OBJECTIVE Schizophrenia is characterized by widespread cognitive deficits that reflect distributed dysfunction across multiple cortical regions. Here the authors examined the relationship between lower- and higher-level dysfunction within the auditory domain using the event-related brain potentials mismatch negativity (MMN) and P300. METHOD Event-related brain potentials were obtained from 50 schizophrenia patients and 21 healthy subjects in two conditions: a standard condition employing fixed differences between standard tones and pitch deviants and a novel individualized condition employing tones matched to each individual's tone-discrimination threshold. The relationship among measures was assessed by multiple regression analysis and structural equation modeling. RESULTS In the standard fixed-deviance condition, schizophrenia patients showed deficits of large effect size in generation of MMN (d>1.26) and P300 (d=1.08) relative to comparison subjects. Assessment of deviance-detection thresholds showed that patients required significantly elevated tone-matching thresholds relative to comparison subjects (d=0.97). When tone differences were individually adjusted to equate tone-matching performance across groups, the groups no longer differed significantly in MMN amplitude during deviant pitch tones, and the degree of deficit in P300 generation was significantly reduced.
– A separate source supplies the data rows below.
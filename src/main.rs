use salesboard::app;
use salesboard::config::Config;

#[tokio::main]
async fn main() -> Result<(), Box<dyn std::error::Error>> {
    env_logger::Builder::from_env(env_logger::Env::default().default_filter_or("info,sqlx=warn"))
        .init();

    let config = Config::from_env()?;

    // Start the dashboard
    app::run(config).await?;

    Ok(())
}
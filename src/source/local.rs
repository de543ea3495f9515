use std::io::{ErrorKind, Write};
use std::path::{Path, PathBuf};

use async_trait::async_trait;
use log::info;

use super::SpreadsheetSource;
use super::decode::{self, FileFormat};
use crate::error::{DashboardError, Result};
use crate::export::ExportTable;
use crate::record::RawTable;

/// A CSV or workbook file on the local filesystem.
pub struct LocalFileSource {
    path: PathBuf,
}

impl LocalFileSource {
    pub fn new(path: impl Into<PathBuf>) -> Self {
        LocalFileSource { path: path.into() }
    }

    pub fn path(&self) -> &Path {
        &self.path
    }
}

#[async_trait]
impl SpreadsheetSource for LocalFileSource {
    fn describe(&self) -> String {
        format!("file {}", self.path.display())
    }

    async fn fetch(&self) -> Result<RawTable> {
        let format = FileFormat::from_name(&self.path)?;
        let bytes = tokio::fs::read(&self.path).await.map_err(|e| match e.kind() {
            ErrorKind::NotFound => DashboardError::SourceNotFound(self.path.display().to_string()),
            _ => DashboardError::SourceUnavailable(format!(
                "cannot read {}: {}",
                self.path.display(),
                e
            )),
        })?;

        tokio::task::spawn_blocking(move || decode::decode(bytes, format))
            .await
            .map_err(|e| DashboardError::SourceFormat(format!("decoder task failed: {}", e)))?
    }

    /// Replaces the file atomically: the new content is written to a
    /// temporary file next to it and renamed over the existing one.
    async fn write_back(&self, table: &ExportTable) -> Result<()> {
        let bytes = match FileFormat::from_name(&self.path)? {
            FileFormat::Csv => table.to_csv()?,
            FileFormat::Xlsx => table.to_xlsx()?,
            other => {
                return Err(DashboardError::SourceFormat(format!(
                    "cannot write {:?} files, only csv and xlsx",
                    other
                )));
            }
        };

        let path = self.path.clone();
        tokio::task::spawn_blocking(move || replace_file(&path, &bytes))
            .await
            .map_err(|e| DashboardError::SourceUnavailable(format!("writer task failed: {}", e)))??;

        info!("Wrote {} rows back to {}", table.rows.len(), self.path.display());
        Ok(())
    }
}

fn replace_file(path: &Path, bytes: &[u8]) -> Result<()> {
    let unavailable = |e: std::io::Error| {
        DashboardError::SourceUnavailable(format!("cannot write {}: {}", path.display(), e))
    };

    let dir = match path.parent() {
        Some(parent) if !parent.as_os_str().is_empty() => parent.to_path_buf(),
        _ => PathBuf::from("."),
    };
    let mut staged = tempfile::NamedTempFile::new_in(&dir).map_err(unavailable)?;
    staged.write_all(bytes).map_err(unavailable)?;
    staged.as_file().sync_all().map_err(unavailable)?;
    staged.persist(path).map_err(|e| unavailable(e.error))?;

    Ok(())
}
In both multiple regression analysis and structural equation modeling, MMN and diagnostic group were significant independent predictors of reduced P300 amplitude. MMN generation was well explained (>90% variance) by dipoles seeded within the bilateral auditory cortex. CONCLUSIONS These findings confirm and extend previous reports of impaired basic sensory processing in schizophrenia and demonstrate significant contributions of early sensory processing dysfunction to higher-order cognitive impairments. Overall, the findings support distributed, hierarchical models of cognitive impairment in schizophrenia, consistent with glutamatergic and other widespread neurochemical models of the disorder.